Durées : pour une métamorphose douce
Frédéric Bonnet, marzo 2014
Cette fiche décrit la transformation de la ville comme une lente métamorphose. L’auteur y développe 3 défis qu’il estime nécessaire d’aborder, pour ensuite proposer des pistes de travail autour de l’introduction des éléments temporels dans les projets et la construction d’une culture commune à un territoire.
L’idée de Tabula rasa ou d’une ville parfaite conçue ex nihilo s’éloigne, même si parfois, des écopolis de Attali aux nouvelles cités du désert de Abou-dabi, le fantasme resurgit.
Il paraît chaque jour plus pertinent de considérer les transformations de la ville comme une lente métamorphose. La lisibilité d’une maille, d’une idée directrice, d’un fil d’Ariane indispensable n’y présage rien du motif, du dessin final. Le « plan masse » conçu comme une œuvre stable et définitive n’est plus le but ultime. Chaque fois que cela est possible, la réutilisation de ce qui existe, qu’il s’agisse d’élément de géographie, d’infrastructures ou d’édifices, permet d’installer dans la longue durée les mutations des territoires, de diffuser dans le temps les effets du renouvellement, sans effets de rupture trop accentués. Le fil d’Ariane prend tout son sens, simple ligne directrice, garant de cohérence et non pas d’unité trop homogène. Les incertitudes, les écarts, les déviations qui surviennent ici et là sont l’occasion de faire vivre cette métamorphose plus lente, comme autant de ressources imprévisibles. On ne feint pas la complexité et la richesse héritée de l’accumulation temporelle. La ville est un récit, profond, entrelacé, et non pas un motto ou une image, immédiat et superficiel.

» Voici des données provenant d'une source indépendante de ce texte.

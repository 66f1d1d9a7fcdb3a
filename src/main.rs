use bevy::prelude::*;

use flatworld::player::{Player, PlayerPlugin, player_physics_system};
use flatworld::save;
use flatworld::world::{BlockWorld, WorldPlugin, WorldSeed};

/// Number of simulation ticks the headless session runs before saving.
const SESSION_TICKS: u32 = 600;

fn main() {
    let name = parse_world_name();

    let mut app = App::new();
    app.add_plugins(MinimalPlugins)
        .add_plugins(bevy::log::LogPlugin::default());

    // Resume an existing save, otherwise generate a fresh world.
    if save::save_exists(&name) {
        match save::load_world(&name) {
            Ok((world, player)) => {
                app.insert_resource(world);
                app.insert_resource(player);
            }
            Err(err) => {
                eprintln!("Failed to load world '{name}': {err}");
                std::process::exit(1);
            }
        }
    } else {
        app.insert_resource(BlockWorld::new(name.clone(), parse_seed()));
    }

    app.add_plugins((WorldPlugin, PlayerPlugin))
        .add_systems(Update, scripted_input_system.before(player_physics_system));

    // Headless session: one update pass per tick. A real presentation layer
    // would add its own plugins and drive the app loop instead.
    for _ in 0..SESSION_TICKS {
        app.update();
    }

    let world = app.world().resource::<BlockWorld>();
    let player = app.world().resource::<Player>();
    info!(
        "Session over at position {:?} ({} columns generated)",
        player.position,
        world.column_count()
    );

    if let Err(err) = save::save_world(world, player) {
        eprintln!("Failed to save world '{}': {err}", world.name);
        std::process::exit(1);
    }
}

/// Stand-in for the (out of scope) scene controller: wander right and hop
/// every couple of seconds so the session exercises streaming and physics.
fn scripted_input_system(player: Option<ResMut<Player>>, mut ticks: Local<u32>) {
    let Some(mut player) = player else {
        return;
    };
    *ticks += 1;
    player.move_input(1, 0, true);
    if *ticks % 120 == 0 {
        player.jump();
    }
}

fn parse_seed() -> WorldSeed {
    // Check command line arguments: --seed <value> or -s <value>
    let args: Vec<String> = std::env::args().collect();
    for i in 0..args.len() {
        if (args[i] == "--seed" || args[i] == "-s") && i + 1 < args.len() {
            let seed_str = &args[i + 1];
            // Try to parse as number first
            if let Ok(num) = seed_str.parse::<u32>() {
                return WorldSeed::new(num);
            } else {
                // Use string as seed
                return WorldSeed::from_string(seed_str);
            }
        }
    }

    // Check environment variable
    if let Ok(seed_str) = std::env::var("FLATWORLD_SEED") {
        if let Ok(num) = seed_str.parse::<u32>() {
            return WorldSeed::new(num);
        } else {
            return WorldSeed::from_string(&seed_str);
        }
    }

    // Generate random seed based on current time
    let random_seed = std::time::SystemTime::now()
        .duration_since(std::time::UNIX_EPOCH)
        .map(|d| d.as_millis() as u32)
        .unwrap_or(12345);
    WorldSeed::new(random_seed)
}

fn parse_world_name() -> String {
    let args: Vec<String> = std::env::args().collect();
    for i in 0..args.len() {
        if (args[i] == "--world" || args[i] == "-w") && i + 1 < args.len() {
            return args[i + 1].clone();
        }
    }
    std::env::var("FLATWORLD_WORLD").unwrap_or_else(|_| "world".to_string())
}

Cette attitude plus douce ne va pas de soi. La durée en est la matière première. Ces temporalités sont multiples et imbriquées. On n’y reconnaît plus ni début, ni fin, mais plutôt la figure sans cesse reprise d’un motif, variable. Une fugue, plutôt qu’un concerto.

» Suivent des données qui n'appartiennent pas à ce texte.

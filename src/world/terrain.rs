//! 地形生成器

use noise::NoiseFn;

use crate::world::biome::Biome;
use crate::world::block::BlockKind;
use crate::world::column::ColumnData;
use crate::world::constants::{SEA_LEVEL, SURFACE_BASE, WORLD_HEIGHT};
use crate::world::seed::WorldSeed;

/// 树冠最大水平半径（单位：列数）
/// 生成列时需要检查这个范围内的邻居是否长有树木
pub const TREE_RADIUS: i32 = 2;

/// 地形生成器 - 使用程序化生成算法创建列状地形
/// 基于柏林噪声（Perlin Noise）生成自然的地形特征
///
/// 所有查询都是 x 和种子的纯函数，与调用顺序无关，
/// 因此重新生成同一列总是得到相同的方块序列
pub struct TerrainGenerator<'a> {
    seed: &'a WorldSeed,
}

impl<'a> TerrainGenerator<'a> {
    /// 创建新的地形生成器
    pub fn new(seed: &'a WorldSeed) -> Self {
        Self { seed }
    }

    /// 计算指定列的地表高度
    /// 使用多层噪声叠加（分形噪声）生成更自然的地形
    /// - 第一层：大尺度地形特征（山脉、山谷）
    /// - 第二层：中等尺度起伏
    /// - 第三层：小尺度细节
    pub fn surface_height(&self, x: i32) -> i32 {
        let scale = 0.02;
        let fx = x as f64 * scale;

        let mut height = 0.0;
        // 大尺度地形
        height += self.seed.terrain_noise.get([fx, 0.5]) * 12.0;
        // 中等尺度起伏
        height += self.seed.terrain_noise.get([fx * 2.0, 7.5]) * 6.0;
        // 小尺度细节
        height += self.seed.detail_noise.get([fx * 4.0, 3.5]) * 3.0;

        ((SURFACE_BASE as f64 + height) as i32).clamp(1, WORLD_HEIGHT - 10)
    }

    /// 根据温度和高度确定生物群系类型
    pub fn biome(&self, x: i32) -> Biome {
        let temp = self.seed.biome_noise.get([x as f64 * 0.008, 0.5]);
        let height = self.surface_height(x);

        // 低海拔地区为海洋
        if height < SEA_LEVEL - 1 {
            return Biome::Ocean;
        }
        // 海拔稍高的地区为海滩
        if height <= SEA_LEVEL + 1 {
            return Biome::Beach;
        }

        if temp < -0.3 {
            Biome::Snowy
        } else if temp > 0.35 {
            Biome::Desert
        } else if temp > 0.0 {
            Biome::Forest
        } else {
            Biome::Plains
        }
    }

    /// 根据位置和深度生成矿石
    /// 越深的地方生成越稀有的矿石
    /// - 金矿：Y < 12，最稀有
    /// - 铁矿：Y < 20，稀有
    /// - 煤矿：其余深度，最常见
    pub fn ore(&self, x: i32, y: i32) -> Option<BlockKind> {
        let scale = 0.15;
        let noise = self
            .seed
            .detail_noise
            .get([x as f64 * scale, y as f64 * scale]);

        if noise > 0.7 {
            if y < 12 && noise > 0.85 {
                Some(BlockKind::GoldOre)
            } else if y < 20 && noise > 0.78 {
                Some(BlockKind::IronOre)
            } else {
                Some(BlockKind::CoalOre)
            }
        } else {
            None
        }
    }

    /// 判断指定列是否长有树木，返回树干高度
    /// 不同生物群系有不同的树木生成概率
    pub fn tree_at(&self, x: i32) -> Option<i32> {
        let biome = self.biome(x);
        let tree_chance = biome.tree_chance();
        if tree_chance == 0.0 {
            return None;
        }

        // 水边不长树
        if self.surface_height(x) <= SEA_LEVEL + 1 {
            return None;
        }

        // 使用噪声函数随机决定是否生成树木
        let noise = self.seed.detail_noise.get([x as f64 * 0.5, 11.5]);
        if noise > 1.0 - tree_chance * 2.0 {
            Some(biome.trunk_height())
        } else {
            None
        }
    }

    /// 生成指定列的完整地形数据
    /// 生成步骤：
    /// 1. 底部放置基岩
    /// 2. 填充地下的方块（石头、矿石、次表层）
    /// 3. 放置地表方块
    /// 4. 填充水体（寒冷生物群系的水面结冰）
    /// 5. 生成树木（包括邻居树冠伸入本列的部分）
    pub fn generate_column(&self, x: i32) -> ColumnData {
        let height = self.surface_height(x);
        let biome = self.biome(x);
        let mut column = ColumnData::new();

        for y in 0..WORLD_HEIGHT {
            let kind = if y == 0 {
                BlockKind::Bedrock
            } else if y < height - 3 {
                // 深层 - 石头或矿石
                self.ore(x, y).unwrap_or(BlockKind::Stone)
            } else if y < height {
                // 次表层（地表下1-3层）
                biome.subsurface_block()
            } else if y == height {
                // 地表层
                biome.surface_block()
            } else if y <= SEA_LEVEL {
                // 地表以上，水位以下
                if biome == Biome::Snowy && y == SEA_LEVEL {
                    BlockKind::Ice
                } else {
                    BlockKind::Water
                }
            } else {
                BlockKind::Air
            };

            column.set(y, kind);
        }

        self.apply_trees(x, &mut column);

        debug_assert_eq!(column.get(0), BlockKind::Bedrock);
        debug_assert!(column.highest_block() >= height);

        column
    }

    /// 把树木写入本列
    ///
    /// 树冠会跨越多列，因此检查 TREE_RADIUS 范围内的每个邻居：
    /// 邻居的树木位置由纯噪声查询决定，本列的结果不依赖邻居列是否已生成
    fn apply_trees(&self, x: i32, column: &mut ColumnData) {
        for dx in -TREE_RADIUS..=TREE_RADIUS {
            let tx = x + dx;
            let Some(trunk_h) = self.tree_at(tx) else {
                continue;
            };
            let base = self.surface_height(tx) + 1;

            // 树干（只在树的所在列）
            if dx == 0 {
                for dy in 0..trunk_h {
                    if column.get(base + dy).is_air() {
                        column.set(base + dy, BlockKind::Wood);
                    }
                }
            }

            // 树冠：下宽上窄
            let leaf_start = trunk_h - 2;
            for dy in leaf_start..trunk_h + 2 {
                let radius: i32 = if dy >= trunk_h { 1 } else { 2 };
                // 树干位置不放置树叶
                if dx == 0 && dy < trunk_h {
                    continue;
                }
                if dx.abs() <= radius && column.get(base + dy).is_air() {
                    column.set(base + dy, BlockKind::Leaves);
                }
            }
        }
    }
}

Participer à ce mouvement est un triple défi.
Premier défi
Il faut pour agir une boîte à outils, faite de règles, procédures, contrats entre acteurs, etc. Si l’on souhaite toujours associer le « Fil d’Ariane » - qui est aussi celui de l’intérêt public et d’une vision politique du territoire - avec les aléas des évènements, des opportunités et du marché, ces outils doivent être à la fois rigoureux et très souples. C’est une des difficultés de l’urbanisme contemporain. Tout contrat a un début et une fin, un cadre qui, même s’il peut évoluer, est quelque peu rigide. Les atermoiements de ces dernières années, entre marché de définition, dialogues compétitifs, accords cadres ou partenariats public/privé ne parlent pas seulement de jeu d’acteurs, de méthode et d’enjeux financiers. C’est de durées dont il est question : Quel engagement, sur combien de temps, avec quelle capacité d’évolution, qui n’ossifie pas le projet urbain dans un carcan prédéfini, mais demeure système ouvert. Alléger la règle, multiplier les acteurs, croiser les compétences et les partenaires, imbriquer les échelles sont des pistes pour éviter les processus clefs en main qui figent trop le devenir des territoires.
Second défi
Éviter les effets insulaires de projets manifestement juxtaposés, fragments de ville qui expriment trop ostensiblement l’époque qui les a vus naître, et se détachent de leurs voisinage. Cette constitution par fragment n’est d’ailleurs pas forcément en soi le problème. Dans « collage City », C. Rowe et F. Koetter montraient ainsi la structuration progressive de Londres, faite à la fois de lignes continues, anciennes routes rurales installées dans la longue durée et de motifs unitaires, lotissements ayant progressivement occupé les intervalles, la chair de cette ossature plus permanente. Paris n’est pas fait autrement, où l’on reconnaît, dans les géométries régulières des lotissements, des « moments » de sa lente métamorphose. Encore faut-il, comme dans cet exemple, que des continuités s’installent, et que les multiples fragments finissent par constituer un tissu ; texture non pas unitaire ni homogène, mais cohérente et articulée.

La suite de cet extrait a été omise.